Ryan Alford[00:48:34]I mean if my own usage was a parameter, it's definitely going on. I don't even get on Facebook. I mean, I get in the app and have clients. The only reason I'm really on Facebook is that I have clients that are in it and that we're doing well for them because it's their niche but for me personally its about usage and I'm on only Instagram.

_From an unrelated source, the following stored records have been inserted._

pub mod input;
pub mod runner;
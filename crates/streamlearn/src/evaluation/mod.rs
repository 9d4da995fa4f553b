//! Evaluation harness and its report.
pub mod harness;
pub mod report;

pub use harness::{EvaluationHarness, HarnessState, StopHandle};
pub use report::{Checkpoint, EvaluationReport, Outcome, StopReason};
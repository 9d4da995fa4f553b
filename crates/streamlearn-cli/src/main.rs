use anyhow::Result;
use clap::{Arg, ArgAction, ArgMatches, Command, ValueHint};
use log::LevelFilter;
use std::path::PathBuf;

use streamlearn_cli::evaluate::input::RunConfig;
use streamlearn_cli::evaluate::runner::{run_evaluation, write_report};

fn main() -> Result<()> {
    env_logger::Builder::default()
        .filter_level(LevelFilter::Error)
        .parse_env(
            env_logger::Env::default().filter_or("STREAMLEARN_LOG", "error,streamlearn=info"),
        )
        .init();

    let matches = Command::new("streamlearn")
        .version(clap::crate_version!())
        .about("Drive data streams through the streamlearn evaluation harness")
        .subcommand_required(true)
        .arg_required_else_help(true)
        .subcommand(
            Command::new("speed")
                .about("Measure stream generation speed without a classifier")
                .args(source_args())
                .args(evaluation_args()),
        )
        .subcommand(
            Command::new("prequential")
                .about("Evaluate a baseline classifier batch by batch")
                .args(source_args())
                .args(evaluation_args())
                .arg(
                    Arg::new("model")
                        .short('m')
                        .long("model")
                        .help("Baseline classifier. Overrides the model in the configuration file.")
                        .value_parser(["majority", "no-change"])
                        .value_hint(ValueHint::Other),
                )
                .arg(
                    Arg::new("protocol")
                        .long("protocol")
                        .help("Whether each batch is scored before or after the model learns from it.")
                        .value_parser(["test-then-train", "train-then-test"])
                        .value_hint(ValueHint::Other),
                ),
        )
        .help_template(
            "{usage-heading} {usage}\n\n\
             {about-with-newline}\n\
             Version {version}\n\n\
             {all-args}{after-help}",
        )
        .get_matches();

    match matches.subcommand() {
        Some(("speed", sub_m)) => handle_run(sub_m, false),
        Some(("prequential", sub_m)) => handle_run(sub_m, true),
        _ => unreachable!("Subcommand is required by CLI configuration"),
    }
}

fn handle_run(matches: &ArgMatches, with_model: bool) -> Result<()> {
    if let Some(config_path) = matches.get_one::<PathBuf>("config") {
        log::info!("[StreamLearn::CLI] Using config: {:?}", config_path);
    }
    let config = RunConfig::from_arguments(matches, with_model)?;
    log::debug!(
        "[StreamLearn::CLI] Run config:\n{}",
        serde_json::to_string_pretty(&config).unwrap_or_default()
    );

    match run_evaluation(&config) {
        Ok(report) => write_report(&report, std::io::stdout().lock()),
        Err(e) => {
            log::error!("Evaluation failed: {:#}", e);
            std::process::exit(1)
        }
    }
}

fn source_args() -> Vec<Arg> {
    vec![
        Arg::new("config")
            .help("Path to a JSON run configuration file")
            .required(false)
            .value_parser(clap::value_parser!(PathBuf))
            .value_hint(ValueHint::FilePath),
        Arg::new("file")
            .short('f')
            .long("file")
            .help("Read instances from a CSV/TSV file instead of the synthetic generator")
            .value_parser(clap::value_parser!(PathBuf))
            .value_hint(ValueHint::FilePath),
        Arg::new("format")
            .long("format")
            .help("Delimiter of --file. Defaults to the file extension.")
            .value_parser(["csv", "tsv"]),
        Arg::new("target_index")
            .long("target-index")
            .help("Zero-based column of the first target in --file. Defaults to the last columns.")
            .value_parser(clap::value_parser!(usize)),
        Arg::new("no_headers")
            .long("no-headers")
            .help("Treat the first row of --file as data")
            .action(ArgAction::SetTrue),
        Arg::new("targets")
            .short('t')
            .long("targets")
            .help("Number of target columns")
            .value_parser(clap::value_parser!(usize)),
        Arg::new("samples")
            .short('n')
            .long("samples")
            .help("Samples produced by the synthetic generator")
            .value_parser(clap::value_parser!(usize)),
        Arg::new("features")
            .long("features")
            .help("Features produced by the synthetic generator")
            .value_parser(clap::value_parser!(usize)),
        Arg::new("labels")
            .short('l')
            .long("labels")
            .help("Active labels per sample for the synthetic generator")
            .value_parser(clap::value_parser!(usize)),
        Arg::new("seed")
            .long("seed")
            .help("Random seed for the synthetic generator")
            .value_parser(clap::value_parser!(u64)),
    ]
}

fn evaluation_args() -> Vec<Arg> {
    vec![
        Arg::new("max_instances")
            .long("max-instances")
            .help("Stop after this many instances")
            .value_parser(clap::value_parser!(usize)),
        Arg::new("max_time")
            .long("max-time")
            .help("Stop after this many seconds")
            .value_parser(clap::value_parser!(f64)),
        Arg::new("batch_size")
            .short('b')
            .long("batch-size")
            .help("Instances requested per batch")
            .value_parser(clap::value_parser!(usize)),
        Arg::new("report_interval")
            .long("report-interval")
            .help("Log a checkpoint every this many instances")
            .value_parser(clap::value_parser!(usize)),
    ]
}
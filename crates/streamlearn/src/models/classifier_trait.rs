use ndarray::{Array1, Array2, ArrayView1, ArrayView2};

use crate::error::Result;
use crate::models::utils::accuracy;

/// Contract for classifiers that learn incrementally from a stream.
///
/// `x` has one row per sample; `y` holds one class label per row. When
/// `classes` is given it declares the full label set, which may include
/// classes absent from `y`; implementations must honor it.
///
/// Queries (`predict`, `predict_proba`, `score`) on a model that was never
/// fit return [`crate::StreamLearnError::UnfitModel`].
pub trait Classifier {
    /// First exposure to data. Classes seen or declared here become the
    /// known label set for later incremental updates.
    fn first_fit(
        &mut self,
        x: ArrayView2<'_, f64>,
        y: ArrayView1<'_, i64>,
        classes: Option<&[i64]>,
    ) -> Result<()> {
        self.fit(x, y, classes)
    }

    /// Train from scratch, discarding any previous state.
    fn fit(
        &mut self,
        x: ArrayView2<'_, f64>,
        y: ArrayView1<'_, i64>,
        classes: Option<&[i64]>,
    ) -> Result<()>;

    /// Update the model with one more batch. The known class set may grow.
    fn partial_fit(
        &mut self,
        x: ArrayView2<'_, f64>,
        y: ArrayView1<'_, i64>,
        classes: Option<&[i64]>,
    ) -> Result<()>;

    /// One predicted label per row of `x`.
    fn predict(&self, x: ArrayView2<'_, f64>) -> Result<Array1<i64>>;

    /// Per-class probabilities; columns follow [`Classifier::classes`].
    fn predict_proba(&self, x: ArrayView2<'_, f64>) -> Result<Array2<f64>>;

    /// Mean accuracy of `predict(x)` against `y`.
    fn score(&self, x: ArrayView2<'_, f64>, y: ArrayView1<'_, i64>) -> Result<f64> {
        let predictions = self.predict(x)?;
        accuracy(predictions.view(), y)
    }

    /// Known classes in ascending order. Empty before the first fit.
    fn classes(&self) -> &[i64];

    fn is_fitted(&self) -> bool;

    /// Optional human readable name for the model
    fn name(&self) -> &str {
        "classifier"
    }
}
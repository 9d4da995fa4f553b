pub mod classifier_trait;
pub mod factory;
pub mod majority_class;
pub mod no_change;
pub mod utils;

pub use classifier_trait::Classifier;
pub use majority_class::MajorityClassClassifier;
pub use no_change::NoChangeClassifier;
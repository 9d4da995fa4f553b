//! Dataset generators.
//!
//! A generator materializes a whole [`Dataset`] in one call; wrap it with
//! [`crate::stream::DataStream::from_generator`] to stream over the result.
pub mod multilabel;

pub use multilabel::MultilabelGenerator;

use crate::data_handling::Dataset;
use crate::error::Result;

pub trait Generator {
    fn generate(&mut self) -> Result<Dataset>;

    fn name(&self) -> &str;

    fn info(&self) -> String;
}
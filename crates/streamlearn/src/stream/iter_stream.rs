use ndarray::{Array1, Array2};

use crate::data_handling::{Batch, Labels};
use crate::error::{Result, StreamLearnError};
use crate::stream::{check_batch_size, InstanceStream};

/// One sample: feature values and one label per target.
pub type Row = (Vec<f64>, Vec<i64>);

/// A single-pass stream that pulls rows from an iterator on demand.
///
/// Nothing is materialized up front, so the stream cannot be restarted and
/// the class set has to be declared by the caller. Exhaustion follows the
/// same full-batch-only rule as [`crate::stream::DataStream`].
pub struct IterStream<I: Iterator<Item = Row>> {
    rows: I,
    next_row: Option<Row>,
    consumed: usize,
    n_features: usize,
    n_targets: usize,
    classes: Vec<i64>,
    last_batch: Option<Batch>,
    name: String,
}

impl<I: Iterator<Item = Row>> IterStream<I> {
    pub fn new(
        rows: I,
        n_features: usize,
        n_targets: usize,
        classes: Vec<i64>,
        name: impl Into<String>,
    ) -> Result<Self> {
        if n_targets == 0 {
            return Err(StreamLearnError::InvalidConfig(
                "n_targets must be at least 1".to_string(),
            ));
        }
        let mut classes = classes;
        classes.sort_unstable();
        classes.dedup();
        let mut rows = rows;
        let next_row = rows.next();
        Ok(IterStream {
            rows,
            next_row,
            consumed: 0,
            n_features,
            n_targets,
            classes,
            last_batch: None,
            name: name.into(),
        })
    }

    fn pull(&mut self) -> Option<Row> {
        let row = self.next_row.take()?;
        self.next_row = self.rows.next();
        self.consumed += 1;
        Some(row)
    }

    fn check_row(&self, index: usize, row: &Row) -> Result<()> {
        let (x, y) = row;
        if x.len() != self.n_features || y.len() != self.n_targets {
            return Err(StreamLearnError::shape(
                format!("row {} of {}", index, self.name),
                (self.n_features, self.n_targets),
                (x.len(), y.len()),
            ));
        }
        if let Some(label) = y.iter().find(|&&l| self.classes.binary_search(&l).is_err()) {
            return Err(StreamLearnError::InvalidConfig(format!(
                "row {} of {} has label {} outside the declared classes {:?}",
                index, self.name, label, self.classes
            )));
        }
        Ok(())
    }
}

impl<I: Iterator<Item = Row>> InstanceStream for IterStream<I> {
    fn estimated_remaining_instances(&self) -> usize {
        match self.next_row {
            Some(_) => 1 + self.rows.size_hint().0,
            None => 0,
        }
    }

    fn next_instance(&mut self, batch_size: usize) -> Result<Option<Batch>> {
        check_batch_size(batch_size)?;
        self.last_batch = None;

        let mut features = Vec::new();
        let mut labels = Vec::new();
        let mut taken = 0;
        while taken < batch_size {
            let index = self.consumed;
            let Some(row) = self.pull() else { break };
            self.check_row(index, &row)?;
            features.extend(row.0);
            labels.extend(row.1);
            taken += 1;
        }
        if taken < batch_size {
            log::trace!(
                "[StreamLearn::Stream] {}: discarded a tail of {} samples",
                self.name,
                taken
            );
            return Ok(None);
        }

        let x = Array2::from_shape_vec((batch_size, self.n_features), features)
            .map_err(|e| StreamLearnError::Model(e.to_string()))?;
        let y = if self.n_targets < 2 {
            Labels::Single(Array1::from_vec(labels))
        } else {
            Labels::Multi(
                Array2::from_shape_vec((batch_size, self.n_targets), labels)
                    .map_err(|e| StreamLearnError::Model(e.to_string()))?,
            )
        };
        let batch = Batch::new(x, y)?;
        self.last_batch = Some(batch.clone());
        Ok(Some(batch))
    }

    fn last_instance(&self) -> Option<&Batch> {
        self.last_batch.as_ref()
    }

    fn is_restartable(&self) -> bool {
        false
    }

    fn restart(&mut self) -> Result<()> {
        Err(StreamLearnError::NotRestartable {
            stream: self.name.clone(),
        })
    }

    fn sample_index(&self) -> usize {
        self.consumed
    }

    fn n_features(&self) -> usize {
        self.n_features
    }

    fn n_targets(&self) -> usize {
        self.n_targets
    }

    fn class_labels(&self) -> &[i64] {
        &self.classes
    }

    fn name(&self) -> &str {
        &self.name
    }

    fn info(&self) -> String {
        format!(
            "{}: lazy - n_features: {} - n_targets: {}",
            self.name, self.n_features, self.n_targets
        )
    }
}

#[cfg(test)]
mod tests {
    use super::*;

    fn rows(n: usize) -> impl Iterator<Item = Row> {
        (0..n).map(|i| (vec![i as f64, 1.0], vec![(i % 2) as i64]))
    }

    #[test]
    fn serves_full_batches_lazily() {
        let mut stream = IterStream::new(rows(4), 2, 1, vec![1, 0], "lazy").unwrap();
        assert_eq!(stream.class_labels(), &[0, 1]);
        assert_eq!(stream.estimated_remaining_instances(), 4);
        let batch = stream.next_instance(2).unwrap().unwrap();
        assert_eq!(batch.x.dim(), (2, 2));
        assert_eq!(batch.y.as_single().unwrap().to_vec(), vec![0, 1]);
        assert_eq!(stream.sample_index(), 2);
        assert!(stream.has_more_instances());
    }

    #[test]
    fn short_tail_is_exhaustion() {
        let mut stream = IterStream::new(rows(3), 2, 1, vec![0, 1], "lazy").unwrap();
        assert!(stream.next_instance(2).unwrap().is_some());
        assert!(stream.next_instance(2).unwrap().is_none());
        assert!(!stream.has_more_instances());
        assert_eq!(stream.estimated_remaining_instances(), 0);
        assert!(stream.next_instance(1).unwrap().is_none());
    }

    #[test]
    fn restart_is_refused() {
        let mut stream = IterStream::new(rows(1), 2, 1, vec![0, 1], "lazy").unwrap();
        assert!(!stream.is_restartable());
        let err = stream.restart().unwrap_err();
        assert!(matches!(err, StreamLearnError::NotRestartable { ref stream } if stream == "lazy"));
    }

    #[test]
    fn malformed_row_is_a_shape_mismatch() {
        let bad = vec![(vec![1.0], vec![0])].into_iter();
        let mut stream = IterStream::new(bad, 2, 1, vec![0], "bad").unwrap();
        let err = stream.next_instance(1).unwrap_err();
        assert!(matches!(
            err,
            StreamLearnError::ShapeMismatch { expected: (2, 1), actual: (1, 1), .. }
        ));
    }

    #[test]
    fn undeclared_label_is_rejected() {
        let odd = vec![(vec![1.0], vec![7])].into_iter();
        let mut stream = IterStream::new(odd, 1, 1, vec![0, 1], "odd").unwrap();
        assert!(stream.next_instance(1).is_err());
    }
}
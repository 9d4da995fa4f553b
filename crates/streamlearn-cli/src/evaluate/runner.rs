use std::io::Write;

use anyhow::{Context, Result};

use streamlearn::evaluation::{EvaluationHarness, EvaluationReport};
use streamlearn::generators::MultilabelGenerator;
use streamlearn::io::open_file_stream;
use streamlearn::models::factory::build_model;
use streamlearn::stream::{DataStream, InstanceStream};

use crate::evaluate::input::{RunConfig, SourceConfig};

/// Materialize the configured source as a stream.
pub fn build_stream(source: &SourceConfig) -> Result<DataStream> {
    match source {
        SourceConfig::Generator(config) => {
            let mut generator =
                MultilabelGenerator::new(config.clone()).context("Invalid generator settings")?;
            DataStream::from_generator(&mut generator).context("Failed to generate dataset")
        }
        SourceConfig::File(options) => open_file_stream(options),
    }
}

/// Run one evaluation described by `config`.
///
/// A failed run still leaves its partial report in the log before the
/// error is returned.
pub fn run_evaluation(config: &RunConfig) -> Result<EvaluationReport> {
    let mut stream = build_stream(&config.source)?;
    log::info!("[StreamLearn::CLI] Source: {}", stream.info());

    let mut harness =
        EvaluationHarness::new(config.evaluation.clone()).context("Invalid evaluation settings")?;

    let result = match config.model {
        Some(model_type) => {
            let mut model = build_model(model_type);
            harness.run(&mut stream, Some(model.as_mut()))
        }
        None => harness.run(&mut stream, None),
    };

    match result {
        Ok(report) => Ok(report),
        Err(e) => {
            if let Some(report) = harness.last_report() {
                log::error!("[StreamLearn::CLI] Partial report:\n{}", report);
            }
            Err(e).context("Evaluation failed")
        }
    }
}

/// Write the report as pretty JSON followed by a newline.
pub fn write_report<W: Write>(report: &EvaluationReport, mut out: W) -> Result<()> {
    serde_json::to_writer_pretty(&mut out, report).context("Failed to serialize report")?;
    writeln!(out).context("Failed to write report")?;
    Ok(())
}
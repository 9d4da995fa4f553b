use std::collections::BTreeSet;

use ndarray::{ArrayView1, ArrayView2};

use crate::error::{Result, StreamLearnError};

/// Input width and label set a model has committed to.
#[derive(Debug, Clone, PartialEq)]
pub struct ModelSchema {
    n_features: usize,
    classes: Vec<i64>,
}

impl ModelSchema {
    /// Start a schema from a (first) training batch.
    pub fn from_fit(
        x: ArrayView2<'_, f64>,
        y: ArrayView1<'_, i64>,
        classes: Option<&[i64]>,
    ) -> Result<Self> {
        check_rows(x, y)?;
        let mut schema = ModelSchema {
            n_features: x.ncols(),
            classes: Vec::new(),
        };
        schema.merge_classes(y, classes);
        if schema.classes.is_empty() {
            return Err(StreamLearnError::Model(
                "cannot fit without any labels or declared classes".to_string(),
            ));
        }
        Ok(schema)
    }

    /// Accept another training batch, growing the class set.
    pub fn absorb(
        &mut self,
        x: ArrayView2<'_, f64>,
        y: ArrayView1<'_, i64>,
        classes: Option<&[i64]>,
    ) -> Result<()> {
        check_rows(x, y)?;
        self.check_query(x)?;
        self.merge_classes(y, classes);
        Ok(())
    }

    pub fn check_query(&self, x: ArrayView2<'_, f64>) -> Result<()> {
        if x.ncols() != self.n_features {
            return Err(StreamLearnError::shape(
                "classifier input",
                (x.nrows(), self.n_features),
                x.dim(),
            ));
        }
        Ok(())
    }

    pub fn n_features(&self) -> usize {
        self.n_features
    }

    pub fn classes(&self) -> &[i64] {
        &self.classes
    }

    fn merge_classes(&mut self, y: ArrayView1<'_, i64>, declared: Option<&[i64]>) {
        let mut set: BTreeSet<i64> = self.classes.iter().copied().collect();
        set.extend(y.iter().copied());
        if let Some(declared) = declared {
            set.extend(declared.iter().copied());
        }
        self.classes = set.into_iter().collect();
    }
}

pub fn check_rows(x: ArrayView2<'_, f64>, y: ArrayView1<'_, i64>) -> Result<()> {
    if x.nrows() != y.len() {
        return Err(StreamLearnError::shape(
            "training labels",
            (x.nrows(), 1),
            (y.len(), 1),
        ));
    }
    Ok(())
}

/// Number of positions where `predicted` equals `truth`.
pub fn count_correct(predicted: ArrayView1<'_, i64>, truth: ArrayView1<'_, i64>) -> Result<usize> {
    if predicted.len() != truth.len() {
        return Err(StreamLearnError::shape(
            "predicted labels",
            (truth.len(), 1),
            (predicted.len(), 1),
        ));
    }
    Ok(predicted
        .iter()
        .zip(truth.iter())
        .filter(|(p, t)| p == t)
        .count())
}

/// Fraction of positions where `predicted` equals `truth`.
pub fn accuracy(predicted: ArrayView1<'_, i64>, truth: ArrayView1<'_, i64>) -> Result<f64> {
    let correct = count_correct(predicted, truth)?;
    if truth.is_empty() {
        return Ok(0.0);
    }
    Ok(correct as f64 / truth.len() as f64)
}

Tyler Harris[00:48:58]One thing that's been really interesting for me. I've done a lot of Facebook ads over the last two years, especially this year, I’ve done a lot of Facebook ads, and then started doing it to where I would also make it an Instagram ad. But about three months ago, I stopped doing Facebook ads and just did Instagram ads. And that has been a very fascinating process to watch play out because, again, I'm not selling anything. And I'm not trying to point people to anything specifically. I'm just trying to grow the reach, position and the following and just grow the number of people that are looking at my content on a daily basis right now. And that's so foreign to people. And I was doing it on Facebook, and I never got any, like, Super Mike out of line weird comments against me, promoting posts, boosting posts. Sponsored ads that are just a post. And it's just good content, not necessarily like a big call to action or anything as I switched over to Instagram. The comments are savage. People are just ruthless in thinking that it's the ego; that this guy has the audacity to run a sponsored ad on his post. What he just gets more likes and just gets more like what a tool like this guy is. Like the worst things that have ever been said to me have been said over the last three months on Instagram ads. I don't pay much attention to it because I know the intent and I'll either delete it or I'll respond. I'll be like all this tells me is that you haven't consumed any of my content because if you consumed any of my content for any period of time, you would know my intent behind this and what I'm trying to do. I've responded in that way or I'll go back and forth with people. But it just seems to me on Instagram people, it's so foreign to them that someone would spend money trying to boost the reach of their posts if they weren't trying to sell something like so many comments of what's this guy trying to sell or “can't wait to get an email from this dude on the mastermind that he wants me to join for a thousand bucks a month”. I'm like, "first off, I don't have your email because and ask you for it and I also don't have a mastermind”. It's just it's been very interesting on Instagram and how that's played out.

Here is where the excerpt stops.